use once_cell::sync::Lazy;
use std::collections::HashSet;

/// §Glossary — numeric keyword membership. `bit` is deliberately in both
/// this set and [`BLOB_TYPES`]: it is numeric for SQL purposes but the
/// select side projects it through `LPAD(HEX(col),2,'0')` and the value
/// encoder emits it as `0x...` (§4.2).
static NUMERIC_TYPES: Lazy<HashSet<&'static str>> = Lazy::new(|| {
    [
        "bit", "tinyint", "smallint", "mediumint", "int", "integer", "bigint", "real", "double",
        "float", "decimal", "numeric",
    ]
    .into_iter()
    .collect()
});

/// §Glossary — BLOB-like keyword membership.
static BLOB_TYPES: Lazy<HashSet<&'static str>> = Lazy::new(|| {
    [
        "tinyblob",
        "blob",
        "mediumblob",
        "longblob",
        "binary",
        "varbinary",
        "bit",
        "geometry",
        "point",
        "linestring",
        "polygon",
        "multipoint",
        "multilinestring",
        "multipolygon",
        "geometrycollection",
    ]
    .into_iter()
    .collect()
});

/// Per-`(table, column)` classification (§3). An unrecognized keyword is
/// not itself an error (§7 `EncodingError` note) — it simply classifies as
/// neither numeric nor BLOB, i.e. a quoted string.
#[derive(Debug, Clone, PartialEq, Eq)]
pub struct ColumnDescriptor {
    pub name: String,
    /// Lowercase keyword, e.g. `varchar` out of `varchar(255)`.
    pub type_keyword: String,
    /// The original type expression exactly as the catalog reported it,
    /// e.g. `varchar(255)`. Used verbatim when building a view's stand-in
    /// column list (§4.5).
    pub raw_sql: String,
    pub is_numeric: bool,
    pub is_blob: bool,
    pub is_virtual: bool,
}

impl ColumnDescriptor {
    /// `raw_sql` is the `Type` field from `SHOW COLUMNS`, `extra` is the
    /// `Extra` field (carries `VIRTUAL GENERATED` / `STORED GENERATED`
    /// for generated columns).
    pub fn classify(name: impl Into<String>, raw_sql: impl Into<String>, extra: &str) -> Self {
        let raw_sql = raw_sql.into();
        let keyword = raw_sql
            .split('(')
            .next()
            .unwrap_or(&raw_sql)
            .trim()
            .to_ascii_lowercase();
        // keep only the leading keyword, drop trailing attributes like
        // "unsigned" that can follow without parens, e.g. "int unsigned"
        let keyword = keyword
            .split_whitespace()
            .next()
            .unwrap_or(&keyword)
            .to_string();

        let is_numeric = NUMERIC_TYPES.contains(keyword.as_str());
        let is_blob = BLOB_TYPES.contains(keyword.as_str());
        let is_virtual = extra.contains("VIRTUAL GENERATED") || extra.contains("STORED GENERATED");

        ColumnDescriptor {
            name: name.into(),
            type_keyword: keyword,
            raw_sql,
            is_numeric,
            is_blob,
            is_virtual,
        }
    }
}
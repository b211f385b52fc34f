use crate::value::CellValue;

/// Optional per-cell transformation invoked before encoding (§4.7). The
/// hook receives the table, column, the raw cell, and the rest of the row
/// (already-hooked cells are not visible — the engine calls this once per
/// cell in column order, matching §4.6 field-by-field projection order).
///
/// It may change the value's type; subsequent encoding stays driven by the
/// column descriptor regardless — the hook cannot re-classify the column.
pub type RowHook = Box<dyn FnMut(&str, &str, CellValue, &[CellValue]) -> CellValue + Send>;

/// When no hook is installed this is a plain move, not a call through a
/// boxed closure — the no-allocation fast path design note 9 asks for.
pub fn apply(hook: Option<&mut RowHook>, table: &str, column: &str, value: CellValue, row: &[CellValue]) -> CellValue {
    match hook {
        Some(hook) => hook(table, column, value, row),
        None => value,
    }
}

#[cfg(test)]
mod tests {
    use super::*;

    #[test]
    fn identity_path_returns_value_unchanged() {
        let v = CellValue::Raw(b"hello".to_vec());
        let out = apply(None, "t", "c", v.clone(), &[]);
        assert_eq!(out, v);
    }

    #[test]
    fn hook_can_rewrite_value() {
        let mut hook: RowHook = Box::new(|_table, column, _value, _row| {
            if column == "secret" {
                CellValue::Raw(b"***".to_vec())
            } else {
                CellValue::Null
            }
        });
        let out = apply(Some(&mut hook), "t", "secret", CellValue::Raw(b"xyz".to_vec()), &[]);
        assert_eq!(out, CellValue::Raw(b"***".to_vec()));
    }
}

· · ·

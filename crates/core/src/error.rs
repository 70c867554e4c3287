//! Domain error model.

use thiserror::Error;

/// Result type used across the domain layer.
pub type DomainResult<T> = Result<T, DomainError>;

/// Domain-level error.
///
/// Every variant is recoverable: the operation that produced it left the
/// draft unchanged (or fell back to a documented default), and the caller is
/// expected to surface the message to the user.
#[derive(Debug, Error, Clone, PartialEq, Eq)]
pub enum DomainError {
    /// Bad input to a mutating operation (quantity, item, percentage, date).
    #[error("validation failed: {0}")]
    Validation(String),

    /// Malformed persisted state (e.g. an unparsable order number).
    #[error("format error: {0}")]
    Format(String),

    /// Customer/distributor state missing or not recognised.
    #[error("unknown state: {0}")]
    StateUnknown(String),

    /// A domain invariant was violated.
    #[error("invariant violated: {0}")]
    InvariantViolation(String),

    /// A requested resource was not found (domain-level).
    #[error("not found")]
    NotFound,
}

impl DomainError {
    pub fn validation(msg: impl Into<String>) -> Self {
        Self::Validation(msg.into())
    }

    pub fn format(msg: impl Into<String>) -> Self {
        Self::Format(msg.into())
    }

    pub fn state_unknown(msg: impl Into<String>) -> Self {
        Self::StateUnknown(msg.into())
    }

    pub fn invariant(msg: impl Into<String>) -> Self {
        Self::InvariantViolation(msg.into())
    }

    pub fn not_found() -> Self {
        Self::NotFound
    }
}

· · ·

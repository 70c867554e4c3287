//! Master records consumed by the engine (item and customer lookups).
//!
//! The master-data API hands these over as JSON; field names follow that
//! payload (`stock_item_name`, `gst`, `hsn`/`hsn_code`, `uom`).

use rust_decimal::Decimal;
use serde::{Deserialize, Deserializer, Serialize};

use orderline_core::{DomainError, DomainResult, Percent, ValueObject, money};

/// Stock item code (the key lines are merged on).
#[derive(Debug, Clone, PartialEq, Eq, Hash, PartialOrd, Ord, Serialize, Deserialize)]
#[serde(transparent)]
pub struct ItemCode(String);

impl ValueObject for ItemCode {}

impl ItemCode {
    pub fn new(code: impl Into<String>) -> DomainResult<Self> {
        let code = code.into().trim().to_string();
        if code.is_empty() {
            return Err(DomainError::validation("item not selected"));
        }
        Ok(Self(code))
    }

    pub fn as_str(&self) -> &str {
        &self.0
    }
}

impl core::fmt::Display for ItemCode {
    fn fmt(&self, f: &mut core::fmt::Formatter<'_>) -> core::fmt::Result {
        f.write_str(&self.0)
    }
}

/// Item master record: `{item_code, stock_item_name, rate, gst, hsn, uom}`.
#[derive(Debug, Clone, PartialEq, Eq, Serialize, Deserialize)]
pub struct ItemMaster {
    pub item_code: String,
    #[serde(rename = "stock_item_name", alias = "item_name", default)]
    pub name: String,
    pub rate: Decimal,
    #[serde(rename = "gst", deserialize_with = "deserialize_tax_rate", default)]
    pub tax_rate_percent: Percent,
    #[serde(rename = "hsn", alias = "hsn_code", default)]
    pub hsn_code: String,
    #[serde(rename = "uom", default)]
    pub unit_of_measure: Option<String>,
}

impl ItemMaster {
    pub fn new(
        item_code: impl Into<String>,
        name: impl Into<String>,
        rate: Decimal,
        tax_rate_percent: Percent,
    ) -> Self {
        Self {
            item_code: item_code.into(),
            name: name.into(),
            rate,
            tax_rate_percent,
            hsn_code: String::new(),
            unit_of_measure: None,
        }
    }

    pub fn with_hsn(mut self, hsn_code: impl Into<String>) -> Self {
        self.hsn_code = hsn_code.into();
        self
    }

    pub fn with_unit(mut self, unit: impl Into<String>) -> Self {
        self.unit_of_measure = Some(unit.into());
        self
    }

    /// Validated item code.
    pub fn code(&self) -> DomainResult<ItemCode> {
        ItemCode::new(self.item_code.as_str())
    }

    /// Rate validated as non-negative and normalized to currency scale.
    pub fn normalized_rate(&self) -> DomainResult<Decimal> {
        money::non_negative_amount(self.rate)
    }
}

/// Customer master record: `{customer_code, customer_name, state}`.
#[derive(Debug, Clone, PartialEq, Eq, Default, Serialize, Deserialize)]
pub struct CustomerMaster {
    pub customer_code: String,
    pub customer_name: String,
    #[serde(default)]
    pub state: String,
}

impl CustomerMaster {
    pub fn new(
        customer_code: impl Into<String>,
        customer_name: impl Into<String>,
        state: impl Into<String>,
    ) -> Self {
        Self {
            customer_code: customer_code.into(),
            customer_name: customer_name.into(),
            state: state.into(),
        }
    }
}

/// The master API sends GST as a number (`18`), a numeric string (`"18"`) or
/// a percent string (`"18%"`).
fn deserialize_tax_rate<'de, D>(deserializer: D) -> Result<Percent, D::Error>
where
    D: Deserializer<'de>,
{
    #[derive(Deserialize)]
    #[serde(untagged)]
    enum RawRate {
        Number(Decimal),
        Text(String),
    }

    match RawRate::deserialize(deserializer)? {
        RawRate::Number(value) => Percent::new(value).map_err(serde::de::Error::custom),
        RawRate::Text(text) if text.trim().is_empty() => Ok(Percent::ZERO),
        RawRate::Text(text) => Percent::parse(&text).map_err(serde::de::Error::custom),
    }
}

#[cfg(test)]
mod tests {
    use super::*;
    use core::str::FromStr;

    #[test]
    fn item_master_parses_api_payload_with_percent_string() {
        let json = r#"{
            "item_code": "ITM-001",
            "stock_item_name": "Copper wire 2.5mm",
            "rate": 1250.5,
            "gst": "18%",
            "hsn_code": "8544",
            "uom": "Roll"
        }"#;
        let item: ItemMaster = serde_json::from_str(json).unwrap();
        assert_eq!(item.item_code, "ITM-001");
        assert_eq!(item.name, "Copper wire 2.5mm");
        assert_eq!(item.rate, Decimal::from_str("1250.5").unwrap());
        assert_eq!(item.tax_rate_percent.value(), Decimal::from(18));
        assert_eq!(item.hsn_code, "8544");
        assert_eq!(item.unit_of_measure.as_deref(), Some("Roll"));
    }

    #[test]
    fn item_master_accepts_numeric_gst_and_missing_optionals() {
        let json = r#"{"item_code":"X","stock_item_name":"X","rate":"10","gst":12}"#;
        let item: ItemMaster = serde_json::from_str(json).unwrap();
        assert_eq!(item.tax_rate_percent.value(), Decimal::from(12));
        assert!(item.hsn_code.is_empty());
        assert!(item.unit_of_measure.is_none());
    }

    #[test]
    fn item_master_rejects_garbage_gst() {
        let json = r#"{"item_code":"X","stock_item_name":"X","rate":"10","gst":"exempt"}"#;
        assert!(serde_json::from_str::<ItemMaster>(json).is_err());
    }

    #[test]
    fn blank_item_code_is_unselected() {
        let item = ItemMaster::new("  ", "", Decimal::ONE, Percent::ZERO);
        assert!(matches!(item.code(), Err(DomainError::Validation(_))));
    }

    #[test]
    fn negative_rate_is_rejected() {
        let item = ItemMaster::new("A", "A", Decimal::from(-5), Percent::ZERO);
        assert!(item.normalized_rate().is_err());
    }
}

· · ·

Your task is to transcribe, with no changes, only the lines of the listing above that lie between the line holding "Validated item code." and the line holding "pub fn normalized_rate(&self)", inclusive.

Result of this exercise
    /// Validated item code.
    pub fn code(&self) -> DomainResult<ItemCode> {
        ItemCode::new(self.item_code.as_str())
    }

    /// Rate validated as non-negative and normalized to currency scale.
    pub fn normalized_rate(&self) -> DomainResult<Decimal> {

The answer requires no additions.